Eventually a liquid with small particles known as gastric chyme is pushed out of the stomach. It undergoes further digestion in the small intestine. The gastric chyme is pumped out of the pylorus of the stomach. When rotten eggs or sulfur burps occur it is usually because food ferments in the stomach. There are certain condition in which this fermentation is more likely to happen. Although minimizing high sulfur foods may help reduce the rotten egg burps in these conditions, ultimately the treatment needs to be directed at the problem.
Gastroparesis is a condition where the stomach empties very slowly because there is damage to the nerves or muscles of the stomach. It is believed to be mainly due to nerve damage as occurs in conditions such as long term diabetes (diabetic gastroparesis). However, sometimes gastroparesis occurs for no known reason (idiopathic gastroparesis). The vagus nerve may also be injured or severed during surgery which can then affect the pumping of food out of the stomach.
Pyloric stenosis is a condition where the last part of the stomach is abnormally narrowed.

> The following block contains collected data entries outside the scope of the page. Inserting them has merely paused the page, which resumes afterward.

use async_trait::async_trait;
use domains::{Result, SyncOutbox, SyncTask};
use sqlx::sqlite::{SqlitePool, SqliteRow};
use sqlx::Row;

use super::map_sqlx;

/// Durable outbox sharing the primary store's database, so pending repairs
/// survive a restart.
pub struct SqliteSyncOutbox {
    pool: SqlitePool,
}

impl SqliteSyncOutbox {
    pub fn new(pool: SqlitePool) -> Self {
        Self { pool }
    }
}

fn task_from_row(row: &SqliteRow) -> sqlx::Result<SyncTask> {
    let attempts: i64 = row.try_get("attempts")?;
    Ok(SyncTask {
        bno: row.try_get("bno")?,
        enqueued_at: row.try_get("enqueued_at")?,
        attempts: attempts.max(0) as u32,
        last_error: row.try_get("last_error")?,
    })
}

#[async_trait]
impl SyncOutbox for SqliteSyncOutbox {
    async fn enqueue(&self, bno: &str, reason: &str) -> Result<()> {
        let task = SyncTask::new(bno, reason);
        sqlx::query(
            "INSERT INTO index_sync_outbox (bno, enqueued_at, attempts, last_error)
             VALUES (?, ?, 0, ?)
             ON CONFLICT(bno) DO UPDATE SET last_error = excluded.last_error",
        )
        .bind(task.bno.as_str())
        .bind(task.enqueued_at)
        .bind(task.last_error.as_deref())
        .execute(&self.pool)
        .await
        .map_err(map_sqlx)?;
        Ok(())
    }

    async fn pending(&self, limit: usize, max_attempts: u32) -> Result<Vec<SyncTask>> {
        let rows = sqlx::query(
            "SELECT bno, enqueued_at, attempts, last_error FROM index_sync_outbox
             WHERE attempts < ?
             ORDER BY enqueued_at, bno
             LIMIT ?",
        )
        .bind(i64::from(max_attempts))
        .bind(limit as i64)
        .fetch_all(&self.pool)
        .await
        .map_err(map_sqlx)?;

        rows.iter()
            .map(task_from_row)
            .collect::<sqlx::Result<Vec<_>>>()
            .map_err(map_sqlx)
    }

    async fn record_failure(&self, bno: &str, reason: &str) -> Result<()> {
        sqlx::query(
            "UPDATE index_sync_outbox SET attempts = attempts + 1, last_error = ? WHERE bno = ?",
        )
        .bind(reason)
        .bind(bno)
        .execute(&self.pool)
        .await
        .map_err(map_sqlx)?;
        Ok(())
    }

    async fn ack(&self, bno: &str) -> Result<()> {
        sqlx::query("DELETE FROM index_sync_outbox WHERE bno = ?")
            .bind(bno)
            .execute(&self.pool)
            .await
            .map_err(map_sqlx)?;
        Ok(())
    }

    async fn pending_count(&self) -> Result<u64> {
        let total: i64 = sqlx::query_scalar("SELECT COUNT(*) FROM index_sync_outbox")
            .fetch_one(&self.pool)
            .await
            .map_err(map_sqlx)?;
        Ok(total as u64)
    }
}

#[cfg(test)]
mod tests {
    use super::*;

    async fn outbox() -> SqliteSyncOutbox {
        let pool = crate::sqlite::connect("sqlite::memory:", 1).await.unwrap();
        SqliteSyncOutbox::new(pool)
    }

    #[tokio::test]
    async fn test_enqueue_is_one_row_per_board() {
        let outbox = outbox().await;
        outbox.enqueue("a", "timeout").await.unwrap();
        outbox.enqueue("a", "refused").await.unwrap();
        outbox.enqueue("b", "timeout").await.unwrap();

        assert_eq!(outbox.pending_count().await.unwrap(), 2);
        let pending = outbox.pending(10, 5).await.unwrap();
        let a = pending.iter().find(|t| t.bno == "a").unwrap();
        assert_eq!(a.last_error.as_deref(), Some("refused"));
        assert_eq!(a.attempts, 0);
    }

    #[tokio::test]
    async fn test_exhausted_tasks_are_skipped_but_kept() {
        let outbox = outbox().await;
        outbox.enqueue("a", "timeout").await.unwrap();
        for _ in 0..3 {
            outbox.record_failure("a", "still down").await.unwrap();
        }

        assert!(outbox.pending(10, 3).await.unwrap().is_empty());
        assert_eq!(outbox.pending(10, 4).await.unwrap()[0].attempts, 3);
        assert_eq!(outbox.pending_count().await.unwrap(), 1);

        outbox.ack("a").await.unwrap();
        assert_eq!(outbox.pending_count().await.unwrap(), 0);
    }

    #[tokio::test]
    async fn test_pending_respects_limit() {
        let outbox = outbox().await;
        for bno in ["a", "b", "c"] {
            outbox.enqueue(bno, "down").await.unwrap();
        }
        assert_eq!(outbox.pending(2, 5).await.unwrap().len(), 2);
    }
}
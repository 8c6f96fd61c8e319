use axum::extract::State;
use axum::Json;
use serde::Serialize;
use services::ReconcileReport;

use super::error::ApiResult;
use super::AppState;

#[derive(Debug, Serialize)]
#[serde(rename_all = "camelCase")]
pub(super) struct ReconcileResponse {
    #[serde(flatten)]
    report: ReconcileReport,
    /// Tasks still queued after this pass, abandoned ones included.
    pending: u64,
}

/// Runs one reconcile pass on demand, independent of the background interval.
pub(super) async fn reconcile(State(state): State<AppState>) -> ApiResult<Json<ReconcileResponse>> {
    let report = state.sync.reconcile().await?;
    let pending = state.sync.pending().await?;
    Ok(Json(ReconcileResponse { report, pending }))
}
use std::sync::Arc;

use api_adapters::{build_router, AppState};
use async_trait::async_trait;
use axum::body::{to_bytes, Body};
use axum::http::{Request, StatusCode};
use axum::Router;
use domains::{Board, BoardKey, PageableRequest, Result};
use serde_json::{json, Value};
use services::{BoardService, BoardServiceApi, IndexSync, ReplyService};
use storage_adapters::{InMemoryBoardRepository, InMemorySearchIndex, InMemorySyncOutbox};
use tower::ServiceExt;

fn app() -> (Router, Arc<InMemorySearchIndex>) {
    let store = Arc::new(InMemoryBoardRepository::new());
    let index = Arc::new(InMemorySearchIndex::new());
    let outbox = Arc::new(InMemorySyncOutbox::new());
    let sync = Arc::new(IndexSync::new(store.clone(), index.clone(), outbox));
    let boards = Arc::new(BoardService::new(store, sync.clone()));
    let replies = Arc::new(ReplyService::new(boards.clone()));

    let router = build_router(AppState {
        boards,
        replies,
        sync,
    });
    (router, index)
}

async fn send(app: &Router, method: &str, uri: &str, body: Option<Value>) -> (StatusCode, Value) {
    send_raw(app, method, uri, body.map(|b| b.to_string())).await
}

async fn send_raw(
    app: &Router,
    method: &str,
    uri: &str,
    body: Option<String>,
) -> (StatusCode, Value) {
    let request = Request::builder()
        .method(method)
        .uri(uri)
        .header("content-type", "application/json")
        .body(body.map(Body::from).unwrap_or_else(Body::empty))
        .unwrap();

    let response = app.clone().oneshot(request).await.unwrap();
    let status = response.status();
    let bytes = to_bytes(response.into_body(), usize::MAX).await.unwrap();
    let value = if bytes.is_empty() {
        Value::Null
    } else {
        serde_json::from_slice(&bytes).unwrap()
    };
    (status, value)
}

fn new_board(title: &str) -> Value {
    json!({
        "category": "Category1",
        "title": title,
        "content": "content",
        "user": "user1"
    })
}

#[tokio::test]
async fn health_reports_empty_outbox() {
    let (app, _) = app();
    let (status, body) = send(&app, "GET", "/health", None).await;
    assert_eq!(status, StatusCode::OK);
    assert_eq!(body["status"], "ok");
    assert_eq!(body["pendingSyncTasks"], 0);
}

#[tokio::test]
async fn create_then_fetch_by_id_and_bno() {
    let (app, index) = app();
    let (status, created) = send(&app, "POST", "/boards", Some(new_board("title1"))).await;
    assert_eq!(status, StatusCode::CREATED);
    assert_eq!(created["boardId"], 1);
    let bno = created["bno"].as_str().unwrap().to_owned();
    assert_eq!(bno.len(), 32);
    assert_eq!(index.len(), 1);

    let (status, by_id) = send(&app, "GET", "/boards/1", None).await;
    assert_eq!(status, StatusCode::OK);
    assert_eq!(by_id["title"], "title1");

    let (status, by_bno) = send(&app, "GET", &format!("/boards/bno/{bno}"), None).await;
    assert_eq!(status, StatusCode::OK);
    assert_eq!(by_bno["boardId"], 1);
}

#[tokio::test]
async fn missing_board_is_not_found_json() {
    let (app, _) = app();
    let (status, body) = send(&app, "GET", "/boards/42", None).await;
    assert_eq!(status, StatusCode::NOT_FOUND);
    assert_eq!(body["code"], "NOT_FOUND");
    assert_eq!(body["status"], 404);

    let (status, _) = send(&app, "DELETE", "/boards/42", None).await;
    assert_eq!(status, StatusCode::NOT_FOUND);
}

#[tokio::test]
async fn blank_title_is_rejected() {
    let (app, index) = app();
    let (status, body) = send(&app, "POST", "/boards", Some(new_board("  "))).await;
    assert_eq!(status, StatusCode::BAD_REQUEST);
    assert_eq!(body["code"], "INVALID_REQUEST");
    assert!(index.is_empty());
}

#[tokio::test]
async fn list_is_newest_first_with_paging() {
    let (app, _) = app();
    for year in 2001..=2005 {
        let mut board = new_board(&format!("title{year}"));
        board["regDate"] = json!(format!("{year}-01-01T01:01:01"));
        send(&app, "POST", "/boards", Some(board)).await;
    }

    let (status, page) = send(&app, "GET", "/boards?pageSize=2&fromIndex=1", None).await;
    assert_eq!(status, StatusCode::OK);
    let titles: Vec<&str> = page
        .as_array()
        .unwrap()
        .iter()
        .map(|b| b["title"].as_str().unwrap())
        .collect();
    assert_eq!(titles, vec!["title2004", "title2003"]);

    let (status, _) = send(&app, "GET", "/boards?pageSize=0", None).await;
    assert_eq!(status, StatusCode::BAD_REQUEST);
}

#[tokio::test]
async fn update_and_delete_flow() {
    let (app, index) = app();
    let (_, created) = send(&app, "POST", "/boards", Some(new_board("title1"))).await;
    let bno = created["bno"].as_str().unwrap().to_owned();

    let (status, updated) = send(
        &app,
        "PUT",
        "/boards/1",
        Some(json!({ "category": "Category1", "title": "updated!!!", "content": "content" })),
    )
    .await;
    assert_eq!(status, StatusCode::OK);
    assert_eq!(updated["title"], "updated!!!");
    assert_eq!(updated["bno"], bno.as_str());
    assert!(updated["modDate"].is_string());

    let (status, body) = send(
        &app,
        "PUT",
        "/boards/1",
        Some(json!({ "bno": "0".repeat(32), "category": "c", "title": "t", "content": "c" })),
    )
    .await;
    assert_eq!(status, StatusCode::BAD_REQUEST);
    assert_eq!(body["code"], "INVALID_REQUEST");

    let (status, _) = send(&app, "DELETE", "/boards/1", None).await;
    assert_eq!(status, StatusCode::NO_CONTENT);
    assert!(index.is_empty());
}

#[tokio::test]
async fn reply_lifecycle_goes_through_the_board() {
    let (app, _) = app();
    let (_, created) = send(&app, "POST", "/boards", Some(new_board("title1"))).await;
    let bno = created["bno"].as_str().unwrap().to_owned();
    let replies = format!("/boards/bno/{bno}/replies");

    let (status, reply) = send(
        &app,
        "POST",
        &replies,
        Some(json!({ "content": "first comment", "user": "user111" })),
    )
    .await;
    assert_eq!(status, StatusCode::CREATED);
    let rno = reply["rno"].as_str().unwrap().to_owned();

    let (status, _) = send(
        &app,
        "PUT",
        &format!("{replies}/{rno}"),
        Some(json!({ "content": "edited", "visible": false })),
    )
    .await;
    assert_eq!(status, StatusCode::NO_CONTENT);

    let (_, board) = send(&app, "GET", "/boards/1", None).await;
    assert_eq!(board["replies"][0]["rno"], rno.as_str());
    assert_eq!(board["replies"][0]["content"], "edited");
    assert_eq!(board["replies"][0]["visible"], false);

    let (status, _) = send(&app, "DELETE", &format!("{replies}/{rno}"), None).await;
    assert_eq!(status, StatusCode::NO_CONTENT);
    let (status, _) = send(&app, "DELETE", &format!("{replies}/{rno}"), None).await;
    assert_eq!(status, StatusCode::NOT_FOUND);

    let (status, _) = send(
        &app,
        "POST",
        &format!("/boards/bno/{}/replies", "f".repeat(32)),
        Some(json!({ "content": "orphan", "user": "user111" })),
    )
    .await;
    assert_eq!(status, StatusCode::NOT_FOUND);
}

#[tokio::test]
async fn reconcile_on_empty_outbox() {
    let (app, _) = app();
    let (status, body) = send(&app, "POST", "/admin/reconcile", None).await;
    assert_eq!(status, StatusCode::OK);
    assert_eq!(body["processed"], 0);
    assert_eq!(body["pending"], 0);
}

#[tokio::test]
async fn malformed_input_gets_the_json_error_envelope() {
    let (app, index) = app();

    let (status, body) =
        send_raw(&app, "POST", "/boards", Some("{not json".to_owned())).await;
    assert_eq!(status, StatusCode::BAD_REQUEST);
    assert_eq!(body["code"], "INVALID_REQUEST");
    assert_eq!(body["status"], 400);
    assert!(index.is_empty());

    let (status, body) = send(&app, "GET", "/boards?pageSize=abc", None).await;
    assert_eq!(status, StatusCode::BAD_REQUEST);
    assert_eq!(body["code"], "INVALID_REQUEST");

    let (status, body) = send(&app, "GET", "/boards/abc", None).await;
    assert_eq!(status, StatusCode::BAD_REQUEST);
    assert_eq!(body["code"], "INVALID_REQUEST");

    let (status, body) = send(&app, "POST", "/boards", Some(json!({ "title": "t" }))).await;
    assert_eq!(status, StatusCode::BAD_REQUEST);
    assert_eq!(body["code"], "INVALID_REQUEST");
}

/// Board service whose every call panics.
struct Exploding;

#[async_trait]
impl BoardServiceApi for Exploding {
    async fn get_board_list(&self, _: &PageableRequest) -> Result<Vec<Board>> {
        panic!("board listing exploded")
    }

    async fn get_board_detail(&self, _: &BoardKey) -> Result<Board> {
        panic!("board detail exploded")
    }

    async fn insert_board(&self, _: Board) -> Result<Board> {
        panic!("board insert exploded")
    }

    async fn update_board(&self, _: &Board) -> Result<bool> {
        panic!("board update exploded")
    }

    async fn delete_board(&self, _: &Board) -> Result<bool> {
        panic!("board delete exploded")
    }
}

#[tokio::test]
async fn panicking_handler_is_unknown_server_error() {
    let store = Arc::new(InMemoryBoardRepository::new());
    let sync = Arc::new(IndexSync::new(
        store,
        Arc::new(InMemorySearchIndex::new()),
        Arc::new(InMemorySyncOutbox::new()),
    ));
    let boards: Arc<dyn BoardServiceApi> = Arc::new(Exploding);
    let app = build_router(AppState {
        replies: Arc::new(ReplyService::new(boards.clone())),
        boards,
        sync,
    });

    let (status, body) = send(&app, "GET", "/boards", None).await;
    assert_eq!(status, StatusCode::INTERNAL_SERVER_ERROR);
    assert_eq!(body["code"], "UNKNOWN_SERVER_ERROR");
    assert_eq!(body["status"], 500);
}

#[tokio::test]
async fn update_from_an_outdated_version_conflicts() {
    let (app, _) = app();
    send(&app, "POST", "/boards", Some(new_board("title1"))).await;

    let edit = |title: &str| {
        json!({ "category": "Category1", "title": title, "content": "content", "version": 0 })
    };
    let (status, updated) = send(&app, "PUT", "/boards/1", Some(edit("first"))).await;
    assert_eq!(status, StatusCode::OK);
    assert_eq!(updated["version"], 1);

    let (status, body) = send(&app, "PUT", "/boards/1", Some(edit("second"))).await;
    assert_eq!(status, StatusCode::CONFLICT);
    assert_eq!(body["code"], "CONFLICT");

    let (_, current) = send(&app, "GET", "/boards/1", None).await;
    assert_eq!(current["title"], "first");
}
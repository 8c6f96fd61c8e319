//! # api-adapters
//!
//! Delivery layer for sync-board. `dto` holds the wire shapes shared by every
//! transport; `http` is the axum router, behind `web-axum`.

pub mod dto;

#[cfg(feature = "web-axum")]
pub mod http;

#[cfg(feature = "web-axum")]
pub use http::{build_router, AppState};
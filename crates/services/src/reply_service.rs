//! Reply operations.
//!
//! Replies have no write path of their own: every operation loads the parent
//! board, edits its reply collection and saves the whole aggregate through
//! [`BoardServiceApi::update_board`], so the search document always carries
//! the current replies. When another write lands between the load and the
//! save, the edit is replayed on a fresh copy of the board.

use std::sync::Arc;

use async_trait::async_trait;
use domains::utils::generate_external_id;
use domains::{Board, BoardKey, DomainError, Reply, Result};
use tracing::debug;

use crate::board_service::BoardServiceApi;

/// Replays of an edit after a stale write before the error is surfaced.
const MAX_STALE_RETRIES: usize = 3;

#[async_trait]
pub trait ReplyServiceApi: Send + Sync {
    /// `false` when the parent board does not exist; a taken `rno` is a
    /// `Conflict`.
    async fn register_reply(&self, reply: &Reply) -> Result<bool>;

    /// Replaces `content` and `visible`. `false` when board or reply is missing.
    async fn update_reply(&self, reply: &Reply) -> Result<bool>;

    async fn delete_reply(&self, reply: &Reply) -> Result<bool>;
}

pub struct ReplyService {
    boards: Arc<dyn BoardServiceApi>,
}

impl ReplyService {
    pub fn new(boards: Arc<dyn BoardServiceApi>) -> Self {
        Self { boards }
    }

    async fn parent_of(&self, reply: &Reply) -> Result<Option<Board>> {
        match self
            .boards
            .get_board_detail(&BoardKey::Bno(reply.bno.clone()))
            .await
        {
            Ok(board) => Ok(Some(board)),
            Err(DomainError::NotFound(..)) => {
                debug!(bno = %reply.bno, rno = %reply.rno, "parent board not found");
                Ok(None)
            }
            Err(err) => Err(err),
        }
    }

    /// Loads the parent, applies `edit` and saves the board. `edit` returning
    /// `false` ends the operation with `false` and nothing written.
    async fn edit_parent<F>(&self, reply: &Reply, edit: F) -> Result<bool>
    where
        F: Fn(&mut Board) -> Result<bool> + Send + Sync,
    {
        let mut retries = 0;
        loop {
            let Some(mut board) = self.parent_of(reply).await? else {
                return Ok(false);
            };
            if !edit(&mut board)? {
                return Ok(false);
            }
            match self.boards.update_board(&board).await {
                Err(DomainError::Stale(reason)) if retries < MAX_STALE_RETRIES => {
                    retries += 1;
                    debug!(
                        bno = %board.bno,
                        rno = %reply.rno,
                        retries,
                        %reason,
                        "parent board changed, replaying reply edit"
                    );
                }
                outcome => return outcome,
            }
        }
    }
}

#[async_trait]
impl ReplyServiceApi for ReplyService {
    async fn register_reply(&self, reply: &Reply) -> Result<bool> {
        let mut reply = reply.clone();
        if reply.rno.is_empty() {
            reply.rno = generate_external_id();
        }
        let new_reply = reply.clone();
        self.edit_parent(&reply, move |board| {
            if board.find_reply(&new_reply.rno).is_some() {
                return Err(DomainError::Conflict(format!(
                    "reply {} already exists on board {}",
                    new_reply.rno, board.bno
                )));
            }
            board.attach_reply(new_reply.clone());
            Ok(true)
        })
        .await
    }

    async fn update_reply(&self, reply: &Reply) -> Result<bool> {
        self.edit_parent(reply, |board| {
            let Some(existing) = board.find_reply_mut(&reply.rno) else {
                return Ok(false);
            };
            existing.content = reply.content.clone();
            existing.visible = reply.visible;
            Ok(true)
        })
        .await
    }

    async fn delete_reply(&self, reply: &Reply) -> Result<bool> {
        self.edit_parent(reply, |board| Ok(board.detach_reply(&reply.rno).is_some()))
            .await
    }
}

#[cfg(test)]
mod tests {
    use super::*;
    use domains::utils::current_datetime;
    use domains::PageableRequest;
    use std::sync::Mutex;

    /// Keeps one board in memory and records what `update_board` received.
    /// The first `stale_writes` updates are refused as stale.
    struct SingleBoard {
        board: Mutex<Option<Board>>,
        updates: Mutex<Vec<Board>>,
        stale_writes: Mutex<usize>,
    }

    impl SingleBoard {
        fn holding(board: Option<Board>) -> Arc<Self> {
            Self::refusing(board, 0)
        }

        fn refusing(board: Option<Board>, stale_writes: usize) -> Arc<Self> {
            Arc::new(Self {
                board: Mutex::new(board),
                updates: Mutex::new(Vec::new()),
                stale_writes: Mutex::new(stale_writes),
            })
        }
    }

    #[async_trait]
    impl BoardServiceApi for SingleBoard {
        async fn get_board_list(&self, _: &PageableRequest) -> Result<Vec<Board>> {
            Ok(self.board.lock().unwrap().clone().into_iter().collect())
        }

        async fn get_board_detail(&self, key: &BoardKey) -> Result<Board> {
            self.board
                .lock()
                .unwrap()
                .clone()
                .ok_or_else(|| DomainError::not_found("Board", key))
        }

        async fn insert_board(&self, board: Board) -> Result<Board> {
            Ok(board)
        }

        async fn update_board(&self, board: &Board) -> Result<bool> {
            {
                let mut stale = self.stale_writes.lock().unwrap();
                if *stale > 0 {
                    *stale -= 1;
                    return Err(DomainError::stale("Board", board.bno.clone()));
                }
            }
            *self.board.lock().unwrap() = Some(board.clone());
            self.updates.lock().unwrap().push(board.clone());
            Ok(true)
        }

        async fn delete_board(&self, _: &Board) -> Result<bool> {
            Ok(false)
        }
    }

    fn board() -> Board {
        let mut board = Board::new(
            generate_external_id(),
            "Category1",
            "title1",
            "content",
            "user1",
            current_datetime(),
        );
        board.board_id = Some(1);
        board
    }

    fn reply_on(board: &Board) -> Reply {
        Reply::new(
            board.bno.clone(),
            generate_external_id(),
            "first comment",
            "user111",
            current_datetime(),
            true,
        )
    }

    #[tokio::test]
    async fn register_cascades_through_board_update() {
        let board = board();
        let reply = reply_on(&board);
        let boards = SingleBoard::holding(Some(board));
        let svc = ReplyService::new(boards.clone());

        assert!(svc.register_reply(&reply).await.unwrap());
        let updates = boards.updates.lock().unwrap();
        assert_eq!(updates.len(), 1);
        assert_eq!(updates[0].replies, vec![reply]);
    }

    #[tokio::test]
    async fn register_generates_missing_rno() {
        let board = board();
        let mut reply = reply_on(&board);
        reply.rno.clear();
        let boards = SingleBoard::holding(Some(board));
        let svc = ReplyService::new(boards.clone());

        assert!(svc.register_reply(&reply).await.unwrap());
        let current = boards.board.lock().unwrap().clone().unwrap();
        assert_eq!(current.replies[0].rno.len(), 32);
    }

    #[tokio::test]
    async fn register_on_missing_board_is_false() {
        let reply = reply_on(&board());
        let svc = ReplyService::new(SingleBoard::holding(None));
        assert!(!svc.register_reply(&reply).await.unwrap());
    }

    #[tokio::test]
    async fn register_twice_conflicts() {
        let board = board();
        let reply = reply_on(&board);
        let svc = ReplyService::new(SingleBoard::holding(Some(board)));

        svc.register_reply(&reply).await.unwrap();
        let err = svc.register_reply(&reply).await.unwrap_err();
        assert!(matches!(err, DomainError::Conflict(_)));
    }

    #[tokio::test]
    async fn update_and_delete_target_only_the_named_reply() {
        let mut board = board();
        let first = reply_on(&board);
        let second = reply_on(&board);
        board.attach_reply(first.clone());
        board.attach_reply(second.clone());
        let boards = SingleBoard::holding(Some(board));
        let svc = ReplyService::new(boards.clone());

        let mut edited = first.clone();
        edited.content = "edited".into();
        edited.visible = false;
        assert!(svc.update_reply(&edited).await.unwrap());
        assert!(svc.delete_reply(&second).await.unwrap());

        let current = boards.board.lock().unwrap().clone().unwrap();
        assert_eq!(current.replies.len(), 1);
        assert_eq!(current.replies[0].content, "edited");
        assert!(!current.replies[0].visible);

        let mut unknown = reply_on(&current);
        unknown.rno = generate_external_id();
        assert!(!svc.update_reply(&unknown).await.unwrap());
        assert!(!svc.delete_reply(&unknown).await.unwrap());
    }

    #[tokio::test]
    async fn stale_parent_is_reloaded_and_the_edit_replayed() {
        let board = board();
        let reply = reply_on(&board);
        let boards = SingleBoard::refusing(Some(board), 2);
        let svc = ReplyService::new(boards.clone());

        assert!(svc.register_reply(&reply).await.unwrap());
        let current = boards.board.lock().unwrap().clone().unwrap();
        assert_eq!(current.replies, vec![reply]);
    }

    #[tokio::test]
    async fn persistent_staleness_is_surfaced() {
        let board = board();
        let reply = reply_on(&board);
        let boards = SingleBoard::refusing(Some(board), MAX_STALE_RETRIES + 1);
        let svc = ReplyService::new(boards.clone());

        let err = svc.register_reply(&reply).await.unwrap_err();
        assert!(matches!(err, DomainError::Stale(_)));
        assert!(boards.updates.lock().unwrap().is_empty());
    }
}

It is mainly seen in infants and may be linked to genetic and environmental factors. Projectile vomiting is the main symptom and it can lead to dehydration. If left untreated the dehydration can in turn lead to deadly complications.
Certain microbes can reduce the sulfur in food to produce hydrogen sulfide, the same compound that is responsible for the rotten eggs odor. This may include the bacterium, Helicobacter pylori, which can infect the stomach and cause gastritis. It may also be seen with giardiasis where the protozoan (single-celled parasite) Giardia lamblia infects the bowels after being ingested in contaminated food and water.
There are many different species of bacteria that live in the gut and do not cause any disease. In fact these bacteria play a role in bowel health and are known as the normal intestinal flora. Sometimes bacterial populations may increase excessively. While it does not infect the gut it can cause a host if disturbances. Small intestinal bacterial overgrowth (SIBO) is one such case.
Maldigestion and Malabsorption
If the normal digestion and absorption of nutrients does not occur then there is residual nutrients for bacteria to feed upon. Usually this is not a problem in the upper gut but presents with lower bowel symptoms. This may be seen in conditions like pancreatitis, pancreatic insufficiency, gallbladder disease, celiac disease, inflammatory bowel disease and food intolerances such as lactose intolerance.